Fetal alcohol spectrum disorders (FASDs) encompass a range of behavioral, cognitive, and physiological impairments that result from prenatal alcohol exposure (PAE). FASD is usually diagnosed in early childhood, but while these impairments persist into adulthood, comparatively few studies have assessed their effects in adulthood. Thus, the true impact of PAE across the lifespan of those affected may be underestimated.

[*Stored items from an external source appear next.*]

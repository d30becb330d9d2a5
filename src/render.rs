//! # Output Template Rendering
//!
//! Renders one line of aggregated sensor data from a user-supplied template
//! string. The template language is a superset of strftime: calendar
//! directives are delegated verbatim to chrono, while the custom `v` type
//! substitutes sensor values (`%vC` temperature in °C, `%vF` temperature in
//! °F, `%vH` relative humidity in %) with printf-`%f` style flag, width and
//! precision modifiers. `%%` emits a literal percent sign and backslash
//! escapes (`\n`, `\t`, ...) are decoded.
//!
//! Templates are fixed at startup, not streamed device data, so a partially
//! scanned invalid directive is a fatal error rather than something to
//! resynchronize from. Errors carry the scan position plus the text before
//! and after it so the user can locate the bad directive.

use crate::parse::{DirectiveParser, DirectiveState, FormatDirective, ParseStatus};
use chrono::{DateTime, FixedOffset};
use log::trace;
use std::fmt::Write as _;
use thiserror::Error;

/// Longest accepted directive span in characters, matching the substitution
/// buffer of the wire-compatible implementation.
const MAX_DIRECTIVE_LEN: usize = 64;

/// Default precision of a `v` substitution when the directive gives none,
/// as with printf's `%f`.
const DEFAULT_PRECISION: u32 = 6;

/// Fatal template errors.
///
/// Each variant reports the byte offset just past the character where the
/// error was detected, the scanned prefix and the unscanned remainder,
/// rendered in a `<<<HERE<<<` marker line.
#[derive(Error, Debug)]
pub enum RenderError {
    /// Invalid directive syntax or unsupported subtype.
    #[error("format code syntax error\n{prefix}<<<HERE<<<{remainder}")]
    Syntax {
        offset: usize,
        prefix: String,
        remainder: String,
    },

    /// Width or precision modifier does not fit the accumulator.
    #[error("format code width/precision modifier is too large\n{prefix}<<<HERE<<<{remainder}")]
    Overflow {
        offset: usize,
        prefix: String,
        remainder: String,
    },

    /// Directive span exceeds the substitution buffer.
    #[error("format code length error\n{prefix}<<<HERE<<<{remainder}")]
    Length {
        offset: usize,
        prefix: String,
        remainder: String,
    },

    /// The calendar formatter rejected the directive or produced nothing.
    #[error("format code error reported by the calendar formatter\n{prefix}<<<HERE<<<{remainder}")]
    Calendar {
        offset: usize,
        prefix: String,
        remainder: String,
    },
}

impl RenderError {
    /// Byte offset into the template just past the offending character.
    pub fn offset(&self) -> usize {
        match self {
            RenderError::Syntax { offset, .. }
            | RenderError::Overflow { offset, .. }
            | RenderError::Length { offset, .. }
            | RenderError::Calendar { offset, .. } => *offset,
        }
    }
}

/// Where the scan currently is, outside or inside a compound token.
#[derive(Clone, Copy)]
enum Mode {
    Literal,
    /// A backslash was consumed; the next character is an escape code.
    Escape,
    /// Inside a `%...` directive that began at the given byte offset.
    Directive { start: usize },
}

/// Renders aggregated sensor values through a fixed output template.
///
/// The template is scanned once per emission, left to right, using
/// [`DirectiveParser`] to tokenize `%...` directives.
#[derive(Debug, Clone)]
pub struct TemplateRenderer {
    template: String,
}

impl TemplateRenderer {
    pub fn new(template: impl Into<String>) -> Self {
        TemplateRenderer {
            template: template.into(),
        }
    }

    pub fn template(&self) -> &str {
        &self.template
    }

    /// Render one output line for the given time reference, mean temperature
    /// (°C) and mean relative humidity (%).
    pub fn render(
        &self,
        when: &DateTime<FixedOffset>,
        temperature: f32,
        humidity: f32,
    ) -> Result<String, RenderError> {
        let template = self.template.as_str();
        let mut out = String::with_capacity(template.len());
        let mut parser = DirectiveParser::new();
        let mut mode = Mode::Literal;

        for (i, ch) in template.char_indices() {
            trace!("render: offset {} char {:?}", i, ch);
            match mode {
                Mode::Literal => {
                    if ch == '%' {
                        parser.reset();
                        // The `%` itself is the first character of the scan.
                        parser.step(b'%');
                        mode = Mode::Directive { start: i };
                    } else if ch == '\\' {
                        mode = Mode::Escape;
                    } else {
                        out.push(ch);
                    }
                }
                Mode::Escape => {
                    mode = Mode::Literal;
                    match ch {
                        '\\' => out.push('\\'),
                        'a' => out.push('\u{07}'),
                        'b' => out.push('\u{08}'),
                        'e' => out.push('\u{1B}'),
                        'f' => out.push('\u{0C}'),
                        'n' => out.push('\n'),
                        'r' => out.push('\r'),
                        't' => out.push('\t'),
                        // Not an escape code of this grammar: keep both
                        // characters, then let the character act normally.
                        '%' => {
                            out.push('\\');
                            parser.reset();
                            parser.step(b'%');
                            mode = Mode::Directive { start: i };
                        }
                        _ => {
                            out.push('\\');
                            out.push(ch);
                        }
                    }
                }
                Mode::Directive { start } => {
                    let byte = if ch.is_ascii() { ch as u8 } else { 0xFF };
                    match parser.step(byte) {
                        ParseStatus::Continue => {}
                        ParseStatus::Stop => {
                            let end = i + ch.len_utf8();
                            let span = &template[start..end];
                            self.substitute(
                                &mut out,
                                span,
                                end,
                                parser.directive(),
                                when,
                                temperature,
                                humidity,
                            )?;
                            mode = Mode::Literal;
                        }
                        ParseStatus::Failed => {
                            let offset = i + ch.len_utf8();
                            return Err(if parser.state() == DirectiveState::ErrorOverflow {
                                RenderError::Overflow {
                                    offset,
                                    prefix: template[..offset].to_string(),
                                    remainder: template[offset..].to_string(),
                                }
                            } else {
                                RenderError::Syntax {
                                    offset,
                                    prefix: template[..offset].to_string(),
                                    remainder: template[offset..].to_string(),
                                }
                            });
                        }
                    }
                }
            }
        }

        // A trailing backslash or an unfinished directive is emitted as-is.
        match mode {
            Mode::Literal => {}
            Mode::Escape => out.push('\\'),
            Mode::Directive { start } => out.push_str(&template[start..]),
        }

        Ok(out)
    }

    /// Expand one completely scanned directive into the output.
    #[allow(clippy::too_many_arguments)]
    fn substitute(
        &self,
        out: &mut String,
        span: &str,
        end: usize,
        dir: FormatDirective,
        when: &DateTime<FixedOffset>,
        temperature: f32,
        humidity: f32,
    ) -> Result<(), RenderError> {
        let template = self.template.as_str();
        if dir.type_char == b'v' {
            if span.chars().count() >= MAX_DIRECTIVE_LEN {
                return Err(RenderError::Length {
                    offset: end,
                    prefix: template[..end].to_string(),
                    remainder: template[end..].to_string(),
                });
            }
            let value = match dir.subtype {
                Some(b'C') => temperature,
                Some(b'F') => temperature * 1.8 + 32.0,
                Some(b'H') => humidity,
                // The directive parser only stops on a valid subtype.
                _ => {
                    return Err(RenderError::Syntax {
                        offset: end,
                        prefix: template[..end].to_string(),
                        remainder: template[end..].to_string(),
                    })
                }
            };
            out.push_str(&format_value(&dir, value));
        } else if span == "%%" {
            out.push('%');
        } else {
            // Passthrough calendar directive: hand the whole span to chrono.
            let mut buf = String::new();
            let ok = write!(buf, "{}", when.format(span)).is_ok();
            if !ok || buf.is_empty() {
                return Err(RenderError::Calendar {
                    offset: end,
                    prefix: template[..end].to_string(),
                    remainder: template[end..].to_string(),
                });
            }
            out.push_str(&buf);
        }
        Ok(())
    }
}

/// Format a sensor value like printf's `%f` honoring the directive's flags,
/// width and precision.
fn format_value(dir: &FormatDirective, value: f32) -> String {
    let precision = dir.precision.unwrap_or(DEFAULT_PRECISION) as usize;
    let mut body = format!("{:.*}", precision, value.abs());
    if dir.flags.alt_form && precision == 0 {
        // `#` keeps the decimal point even without fraction digits.
        body.push('.');
    }

    let sign = if value.is_sign_negative() {
        "-"
    } else if dir.flags.force_sign {
        "+"
    } else if dir.flags.blank {
        " "
    } else {
        ""
    };

    let width = dir.width as usize;
    let len = sign.len() + body.len();
    if len >= width {
        return format!("{sign}{body}");
    }
    let pad = width - len;
    if dir.flags.left_align {
        format!("{}{}{}", sign, body, " ".repeat(pad))
    } else if dir.flags.zero_pad {
        format!("{}{}{}", sign, "0".repeat(pad), body)
    } else {
        format!("{}{}{}", " ".repeat(pad), sign, body)
    }
}

#[cfg(test)]
mod tests {
    use super::*;
    use chrono::TimeZone;

    /// Fixed reference time: 2023-04-10 12:34:56 +00:00.
    fn when() -> DateTime<FixedOffset> {
        FixedOffset::east_opt(0)
            .unwrap()
            .with_ymd_and_hms(2023, 4, 10, 12, 34, 56)
            .unwrap()
    }

    fn render(template: &str, temperature: f32, humidity: f32) -> Result<String, RenderError> {
        TemplateRenderer::new(template).render(&when(), temperature, humidity)
    }

    #[test]
    fn sensor_values_with_one_decimal() {
        let out = render(r"%.1vC\t%.1vH\n", 20.0, 50.0).unwrap();
        assert_eq!(out, "20.0\t50.0\n");
    }

    #[test]
    fn fahrenheit_conversion() {
        let out = render(r"%.1vF\n", 20.0, 0.0).unwrap();
        assert_eq!(out, "68.0\n");
    }

    #[test]
    fn default_precision_matches_printf() {
        assert_eq!(render("%vH", 0.0, 50.0).unwrap(), "50.000000");
    }

    #[test]
    fn width_and_zero_padding() {
        assert_eq!(render("%08.2vC", 20.0, 0.0).unwrap(), "00020.00");
        assert_eq!(render("%8.2vC", 20.0, 0.0).unwrap(), "   20.00");
        assert_eq!(render("%-8.1vC|", 20.0, 0.0).unwrap(), "20.0    |");
    }

    #[test]
    fn sign_flags() {
        assert_eq!(render("%+.1vC", 20.0, 0.0).unwrap(), "+20.0");
        assert_eq!(render("% .1vC", 20.0, 0.0).unwrap(), " 20.0");
        assert_eq!(render("%+.1vC", -20.0, 0.0).unwrap(), "-20.0");
        assert_eq!(render("%08.1vC", -20.0, 0.0).unwrap(), "-00020.0");
    }

    #[test]
    fn percent_literal() {
        assert_eq!(render(r"%%\n", 0.0, 0.0).unwrap(), "%\n");
        assert_eq!(render("a%%b", 0.0, 0.0).unwrap(), "a%b");
    }

    #[test]
    fn calendar_passthrough() {
        assert_eq!(render("%Y-%m-%d", 0.0, 0.0).unwrap(), "2023-04-10");
        assert_eq!(render("%H:%M:%S", 0.0, 0.0).unwrap(), "12:34:56");
    }

    #[test]
    fn default_template_shape() {
        let out = render(crate::config::DEFAULT_TEMPLATE, 21.5, 48.25).unwrap();
        assert_eq!(out, "2023-04-10 12:34:56\t21.5\t48.2\n");
    }

    #[test]
    fn escapes() {
        assert_eq!(render(r"a\tb\nc", 0.0, 0.0).unwrap(), "a\tb\nc");
        assert_eq!(render(r"\a\b\e\f\r", 0.0, 0.0).unwrap(), "\u{07}\u{08}\u{1B}\u{0C}\r");
        assert_eq!(render(r"\\", 0.0, 0.0).unwrap(), "\\");
    }

    #[test]
    fn unknown_escape_passes_both_characters_through() {
        assert_eq!(render(r"\q", 0.0, 0.0).unwrap(), "\\q");
    }

    #[test]
    fn escaped_percent_still_starts_a_directive() {
        // `\%` is not an escape code: the backslash stays and the percent
        // sign begins a directive scan.
        assert_eq!(render(r"\%d", 0.0, 0.0).unwrap(), "\\10");
    }

    #[test]
    fn trailing_backslash_is_literal() {
        assert_eq!(render(r"x\", 0.0, 0.0).unwrap(), "x\\");
    }

    #[test]
    fn unfinished_directive_is_literal() {
        assert_eq!(render("x%5", 0.0, 0.0).unwrap(), "x%5");
        assert_eq!(render("%", 0.0, 0.0).unwrap(), "%");
    }

    #[test]
    fn unsupported_subtype_reports_offset() {
        let err = render("%vZ\n", 0.0, 0.0).unwrap_err();
        match err {
            RenderError::Syntax {
                offset,
                prefix,
                remainder,
            } => {
                assert_eq!(offset, 3);
                assert_eq!(prefix, "%vZ");
                assert_eq!(remainder, "\n");
            }
            other => panic!("expected syntax error, got {other:?}"),
        }
    }

    #[test]
    fn unknown_type_is_fatal() {
        let err = render("ab%q", 0.0, 0.0).unwrap_err();
        assert_eq!(err.offset(), 4);
        assert!(matches!(err, RenderError::Syntax { .. }));
    }

    #[test]
    fn width_overflow_is_fatal() {
        let err = render("%99999999999vC", 0.0, 0.0).unwrap_err();
        assert!(matches!(err, RenderError::Overflow { .. }));
    }

    #[test]
    fn rejected_calendar_directive_is_fatal() {
        // The directive grammar accepts flags for calendar types, chrono
        // rejects the combination at delegation time.
        let err = render("%#d", 0.0, 0.0).unwrap_err();
        assert!(matches!(err, RenderError::Calendar { .. }));
    }

    #[test]
    fn oversized_sensor_directive_is_fatal() {
        let template = format!("%{}.1vC", "0".repeat(70));
        let err = render(&template, 0.0, 0.0).unwrap_err();
        assert!(matches!(err, RenderError::Length { .. }));
    }
}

In a recent publication from the UNC NRI, faculty members Susan Smith, Ph.D. and Sandra Mooney, Ph.D., report on the long-term behavioral and metabolic consequences of PAE in a mouse model. Mice were exposed to alcohol in utero and assessed for metabolic effects at 18 months of age (roughly equivalent to a middle-aged human) and tested for behavioral effects through 24 months of age (roughly equivalent to an elderly human). Overall, while PAE did affect cognition and other behavioral functions as compared to the no alcohol exposure controls, it did not worsen decline of these functions with age (i.e., both groups showed functional declines with age).  In contrast, PAE mice did exhibit greater age-related metabolic dysfunctions vs. controls – female mice were heavier and male mice had worsened glucose clearance at 18 months of age, even when no such differences were apparent at 4.5 months.

Currently, our understanding of the long-term effects of PAE in humans is lacking, and the results of existing studies are mixed. This study is important because it suggests that PAE may increase the risk or severity of metabolic dysfunction (obesity, type 2 diabetes) in late adulthood, and that the risks may be sex dependent. An additional, general implication is a mechanistic link between inflammation/vascular damage and cognitive decline which is exacerbated in PAE cases and bears scrutiny in human studies.

Smith SM, Pjetri E, Friday WB, Presswood BH, Ricketts DK, Walter KR, Mooney SM (2022). Aging-related behavioral, adiposity, and glucose impairments and their association following prenatal alcohol exposure in the C57BL/6J mouse. Nutrients, 14(7):1438. doi: 10.3390/nu14071438.